During the morning his work went slowly, for he kept pausing, sometimes in the midst of totalling a column of figures, to grasp at some mocking half-memory of that dream. At last, elbows on his desk, staring unseeingly at the clock on the wall, in the midst of the subdued murmur of the office, his mind went back to Harry, dark head bowed motionless over the barrel of his microscope, looking, always looking into the pale green water-gardens and the unseen lives of the beings that....
All at once it came to him, the dream he had dreamed. He had been bending over the microscope, he had been looking into the unseen world, and the horror of what he had seen gripped him now and brought out the chill sweat on his body.
For he had seen his son there in the clouded water, among the twisted glassy plants, his face turned upward and eyes wide in the agonized appeal of the drowning; and bubbles rising, fading. But around him had been a swarm of the weird creatures, and they had been dragging him down, down, blurring out of focus, and their great dark eyes glistening wetly, coldly....
He was sitting rigid at his desk, his work forgotten; all at once he saw the clock and noticed with a start that it was already eleven a.m. A fear he could not define seized on him, and his hand reached spasmodically for the telephone on his desk.
But before he touched it, it began ringing.
After a moment's paralysis, he picked up the receiver. It was his wife's voice that came shrilly over the wires.

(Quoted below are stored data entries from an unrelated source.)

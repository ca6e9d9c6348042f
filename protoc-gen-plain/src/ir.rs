//! Intermediate Representation for Plain message generation
//!
//! The IR is the fully resolved flattening plan for a descriptor set. It is
//! built once by [`crate::builder::build`], never mutated afterwards, and read
//! by the descriptor applier, the contract renderer and the converter.

use std::collections::BTreeMap;
use std::fmt;

use serde::Serialize;

use crate::collision::CrfEntry;
use crate::descriptor::{Cardinality, FieldKind};
use crate::oneof::OneofStrategy;
use crate::rename::RenameIndex;

/// Flattening plan for a whole descriptor set
#[derive(Debug, Clone, Default, Serialize)]
pub struct Ir {
    /// Suffix appended to Plain message names
    pub suffix: String,
    /// One entry per message in the schema, in file and declaration order
    pub messages: Vec<MessageIr>,
    /// Old to new full names
    pub renames: RenameIndex,
    /// Non-fatal diagnostics from validation
    pub diagnostics: Vec<Diagnostic>,
}

impl Ir {
    /// Look up a message plan by original full name
    pub fn message(&self, full_name: &str) -> Option<&MessageIr> {
        self.messages.iter().find(|m| m.full_name == full_name)
    }

    /// Look up a message plan by Plain full name
    pub fn message_by_plain_name(&self, new_full_name: &str) -> Option<&MessageIr> {
        self.messages
            .iter()
            .find(|m| m.generate && m.new_full_name == new_full_name)
    }

    /// Messages with a Plain counterpart
    pub fn generated(&self) -> impl Iterator<Item = &MessageIr> {
        self.messages.iter().filter(|m| m.generate)
    }
}

/// Plan for one message
#[derive(Debug, Clone, Default, Serialize)]
pub struct MessageIr {
    /// Original full name, e.g. `.pkg.Profile`
    pub full_name: String,
    /// Plain full name, e.g. `.pkg.ProfilePlain`
    pub new_full_name: String,
    pub name: String,
    pub new_name: String,
    pub file: String,
    /// Whether a Plain message is derived. Non-generated messages carry no plans.
    pub generate: bool,
    pub is_map_entry: bool,
    /// Output fields in final order
    pub fields: Vec<FieldPlan>,
    /// One plan per source oneof
    pub oneofs: Vec<OneofPlan>,
    /// Names of the fields in `fields` that are purely virtual
    pub virtual_fields: Vec<String>,
    /// Enums synthesized for enum-dispatched oneofs
    pub enums: Vec<GeneratedEnum>,
    /// Messages declared through `virtual_types`
    pub virtual_types: Vec<VirtualTypePlan>,
    /// Collision records for merged fields
    pub crf: Vec<CrfEntry>,
}

impl MessageIr {
    /// Look up an output field by name
    pub fn field(&self, name: &str) -> Option<&FieldPlan> {
        self.fields.iter().find(|f| f.field.name == name)
    }

    /// Look up a oneof plan by name
    pub fn oneof(&self, name: &str) -> Option<&OneofPlan> {
        self.oneofs.iter().find(|o| o.name == name)
    }

    /// Collision record for a merged field
    pub fn crf_entry(&self, field: &str) -> Option<&CrfEntry> {
        self.crf.iter().find(|e| e.field == field)
    }
}

/// The source field a plan was derived from
#[derive(Debug, Clone, PartialEq, Eq, Serialize)]
pub struct FieldRef {
    /// Full name of the message declaring the field
    pub message: String,
    pub name: String,
    pub number: i32,
}

/// Shape of an output field
#[derive(Debug, Clone, PartialEq, Serialize)]
pub struct FieldSpec {
    pub name: String,
    /// Zero until numbering runs
    pub number: i32,
    pub kind: FieldKind,
    pub cardinality: Cardinality,
    pub type_ref: Option<String>,
    /// Index into the Plain message's oneofs
    pub oneof_index: Option<usize>,
    pub proto3_optional: bool,
    pub is_map: bool,
}

/// How an enum field is carried
#[derive(Debug, Clone, Copy, PartialEq, Eq, Serialize)]
#[serde(rename_all = "snake_case")]
pub enum EnumFormat {
    /// Value name in a string field
    AsString,
    /// Value number in an int32 field
    AsInt,
}

/// Fields with no source field of their own
#[derive(Debug, Clone, PartialEq, Eq, Serialize)]
#[serde(tag = "role", rename_all = "snake_case")]
pub enum Synthetic {
    /// Dispatch enum of an enum-dispatched oneof
    DispatchTag { oneof: String },
    /// Enum value tag of a discriminated oneof
    Discriminator { oneof: String },
    /// Serialized variant of a discriminated oneof
    Payload { oneof: String },
    /// Populated source path of a merged field
    CrfPath { field: String },
}

/// Where an output field came from.
///
/// The facets are independent: an embedded field may also be a resolved type
/// alias, a oneof member and carry an enum format at the same time.
#[derive(Debug, Clone, Default, PartialEq, Serialize)]
pub struct Origin {
    /// Declared through `virtual_fields`; never written back
    pub is_virtual: bool,
    pub is_embedded: bool,
    /// Top-level field of the message whose embedding produced this field
    pub embed_source: Option<FieldRef>,
    pub is_type_alias: bool,
    /// Alias message and its scalar, e.g. `.pkg.UserId(string)`
    pub original_type: Option<String>,
    pub is_serialized: bool,
    pub is_oneof: bool,
    pub oneof_group: Option<String>,
    /// Oneof member the field belongs to
    pub oneof_variant: Option<String>,
    /// `with_enums` of the oneof members, for discriminated oneofs
    pub oneof_enums: Vec<String>,
    pub enum_format: Option<EnumFormat>,
    pub synthetic: Option<Synthetic>,
    /// Field-name chain from the message root to the source value
    pub source_path: Vec<String>,
}

/// Kind of transformation recorded on a field
#[derive(Debug, Clone, Copy, PartialEq, Eq, Serialize)]
#[serde(rename_all = "snake_case")]
pub enum OpKind {
    Rename,
    TypeAlias,
    Serialize,
    Embed,
    OverrideType,
    EnumFormat,
    Virtual,
    Merge,
}

/// One transformation step
#[derive(Debug, Clone, PartialEq, Serialize)]
pub struct Op {
    pub kind: OpKind,
    pub reason: String,
    pub data: BTreeMap<String, String>,
}

impl Op {
    /// Create an op without data
    pub fn new(kind: OpKind, reason: impl Into<String>) -> Self {
        Self {
            kind,
            reason: reason.into(),
            data: BTreeMap::new(),
        }
    }

    /// Attach a data entry
    pub fn with(mut self, key: &str, value: impl Into<String>) -> Self {
        self.data.insert(key.to_string(), value.into());
        self
    }

    /// Read a data entry
    pub fn get(&self, key: &str) -> Option<&str> {
        self.data.get(key).map(String::as_str)
    }
}

/// Data key marking an override whose conversion is built in
pub const KNOWN_CONVERSION: &str = "known";

/// Plan for one output field
#[derive(Debug, Clone, PartialEq, Serialize)]
pub struct FieldPlan {
    /// Innermost source field; `None` for virtual and synthesized fields
    pub source: Option<FieldRef>,
    pub field: FieldSpec,
    pub origin: Origin,
    /// Append-only transformation log
    pub ops: Vec<Op>,
}

impl FieldPlan {
    /// Append an op
    pub fn push_op(&mut self, op: Op) {
        self.ops.push(op);
    }

    /// The type override applied to this field, if any
    pub fn override_op(&self) -> Option<&Op> {
        self.ops.iter().rev().find(|op| op.kind == OpKind::OverrideType)
    }

    /// Whether conversion needs a caller-supplied caster
    pub fn needs_caster(&self) -> bool {
        self.override_op()
            .is_some_and(|op| op.get(KNOWN_CONVERSION) != Some("true"))
    }

    /// Whether the field has a path back into the original message
    pub fn is_reversible(&self) -> bool {
        !self.origin.is_virtual && self.origin.synthetic.is_none()
    }
}

/// Plan for one source oneof
#[derive(Debug, Clone, PartialEq, Serialize)]
pub struct OneofPlan {
    pub name: String,
    pub strategy: OneofStrategy,
    pub members: Vec<OneofMember>,
    pub dispatch: Option<EnumDispatchPlan>,
    /// Member fields are prefixed with `<oneof>_`
    pub prefixed: bool,
    /// Index in the Plain message for untouched oneofs
    pub new_index: Option<usize>,
}

/// A member of a oneof
#[derive(Debug, Clone, PartialEq, Serialize)]
pub struct OneofMember {
    pub name: String,
    pub with_enums: Vec<String>,
}

/// Dispatch enum and tag field of an enum-dispatched oneof
#[derive(Debug, Clone, PartialEq, Serialize)]
pub struct EnumDispatchPlan {
    pub enum_full_name: String,
    pub field_name: String,
    pub with_prefix: bool,
}

/// Value of a synthesized enum
#[derive(Debug, Clone, PartialEq, Eq, Serialize)]
pub struct EnumValueSpec {
    pub name: String,
    pub number: i32,
}

/// Enum synthesized for an enum-dispatched oneof
#[derive(Debug, Clone, PartialEq, Eq, Serialize)]
pub struct GeneratedEnum {
    pub name: String,
    pub full_name: String,
    pub values: Vec<EnumValueSpec>,
}

/// Message declared through `virtual_types`
#[derive(Debug, Clone, PartialEq, Serialize)]
pub struct VirtualTypePlan {
    pub name: String,
    pub full_name: String,
    pub fields: Vec<FieldSpec>,
}

/// Diagnostic severity, most severe first
#[derive(Debug, Clone, Copy, PartialEq, Eq, PartialOrd, Ord, Hash, Serialize)]
#[serde(rename_all = "lowercase")]
pub enum Level {
    Error,
    Warn,
    Info,
}

impl fmt::Display for Level {
    fn fmt(&self, f: &mut fmt::Formatter<'_>) -> fmt::Result {
        f.write_str(match self {
            Level::Error => "error",
            Level::Warn => "warn",
            Level::Info => "info",
        })
    }
}

/// A validation finding
#[derive(Debug, Clone, PartialEq, Eq, PartialOrd, Ord, Serialize)]
pub struct Diagnostic {
    pub level: Level,
    pub subject: String,
    pub message: String,
}

impl Diagnostic {
    /// Create an error diagnostic
    pub fn error(subject: impl Into<String>, message: impl Into<String>) -> Self {
        Self::new(Level::Error, subject, message)
    }

    /// Create a warning
    pub fn warn(subject: impl Into<String>, message: impl Into<String>) -> Self {
        Self::new(Level::Warn, subject, message)
    }

    /// Create an informational diagnostic
    pub fn info(subject: impl Into<String>, message: impl Into<String>) -> Self {
        Self::new(Level::Info, subject, message)
    }

    fn new(level: Level, subject: impl Into<String>, message: impl Into<String>) -> Self {
        Self {
            level,
            subject: subject.into(),
            message: message.into(),
        }
    }

    /// Whether this diagnostic fails the build
    pub fn is_error(&self) -> bool {
        self.level == Level::Error
    }
}

impl fmt::Display for Diagnostic {
    fn fmt(&self, f: &mut fmt::Formatter<'_>) -> fmt::Result {
        write!(f, "{}: {}: {}", self.level, self.subject, self.message)
    }
}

"Henry!" she cried. "Is that you?"
"Hello, Sally," he said with stiff lips. Her voice as she answered seemed to come nearer and go farther away, and he realized that his hand holding the instrument was shaking.
"Henry, you've got to come home right now. Harry's sick. He's got a high fever, and he's been asking for you."
He moistened his lips and said, "I'll be right home. I'll take a taxi."